It’s better to be called a cunt than be ignored.¹
You step on a lot of toes in a restaurant kitchen on your way to a Michelin star.
You throw a lot of pans at a lot of young, stupid heads.
You kick a lot of ignorant customers out of your restaurant, serve hand-cut chips that aren’t on the menu, and charge £25 for the privilege.
You cook a lot of memorable (even unforgettable) meals; you drop some memorable (even unforgettable) lines in newspaper interviews, and you do it all with the swagger of a 17th-century condottiere who only answers to the people putting the silver coins on the table – and not even them if your knives are sharp enough.
Watching an organized, disciplined, busy kitchen is a graceful thing, while the horror of watching a kitchen go down in full flight is more like a B-grade Hollywood bloodfest.²
All this cheffy badassery is in the service of a higher good – feeding people on time, and doing it nicely. “Chef” means “boss”, not “cook”, and in the past the serious kitchen was run on authoritarian lines.
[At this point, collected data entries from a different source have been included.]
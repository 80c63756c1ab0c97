//! Allocator hot-path benchmarks.

use criterion::{criterion_group, criterion_main, BatchSize, Criterion, Throughput};
use quarry_alloc::{DynamicBufferConfig, DynamicResizableBuffer, HostBacking, RangeAllocator};

/// Deterministic xorshift so runs are comparable.
struct Rng(u64);

impl Rng {
    fn next(&mut self) -> u64 {
        self.0 ^= self.0 << 13;
        self.0 ^= self.0 >> 7;
        self.0 ^= self.0 << 17;
        self.0
    }
}

fn bench_best_fit_search(c: &mut Criterion) {
    let mut group = c.benchmark_group("best_fit");

    for holes in [16usize, 256, 4096] {
        // Build an allocator with `holes` stranded free ranges.
        let mut alloc = RangeAllocator::new(holes as u64 * 512);
        let mut offsets = Vec::new();
        for _ in 0..holes * 2 {
            if let Some(offset) = alloc.allocate(128, 16) {
                offsets.push(offset);
            }
        }
        for offset in offsets.iter().step_by(2) {
            alloc.free(*offset, 128);
        }

        group.throughput(Throughput::Elements(1));
        group.bench_function(format!("{holes}_holes"), |b| {
            b.iter_batched_ref(
                || alloc.clone(),
                |alloc| {
                    let offset = alloc.allocate(96, 16).unwrap();
                    alloc.free(offset, 96);
                },
                BatchSize::SmallInput,
            );
        });
    }

    group.finish();
}

fn bench_allocation_churn(c: &mut Criterion) {
    c.bench_function("churn_1000", |b| {
        b.iter(|| {
            let buf = DynamicResizableBuffer::new(
                HostBacking::new(1 << 16),
                DynamicBufferConfig {
                    grow_size: 1 << 16,
                    max_size: 1 << 26,
                },
            );
            let mut rng = Rng(0x9E37_79B9_7F4A_7C15);
            let mut held = Vec::new();
            for _ in 0..1000 {
                let size = 16 + rng.next() % 1024;
                held.push(buf.allocate(size, 16, None).unwrap());
                if rng.next() % 3 == 0 && !held.is_empty() {
                    let idx = (rng.next() as usize) % held.len();
                    held.swap_remove(idx);
                }
            }
        });
    });
}

criterion_group!(benches, bench_best_fit_search, bench_allocation_churn);
criterion_main!(benches);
It’s like a ship at sea, like a mail plane lost in the moonless desert night, where the captain is absolute master.
It’s dirty work, exhausting and underpaid, work performed by a glamorous underclass who aren’t too bothered by a little yelling or a toque in tantrum.
At least, that’s the myth.
Why am I going to give you a menu? I made the food. Why are you picking?³
It requires a certain arrogance, no doubt, a conviction that you are right and no one else has a clue – least of all the diner.
I was going for perfection. And perfection, it turns out, is simply a lot of little things done very well.4
But the food should come first, and the money will follow.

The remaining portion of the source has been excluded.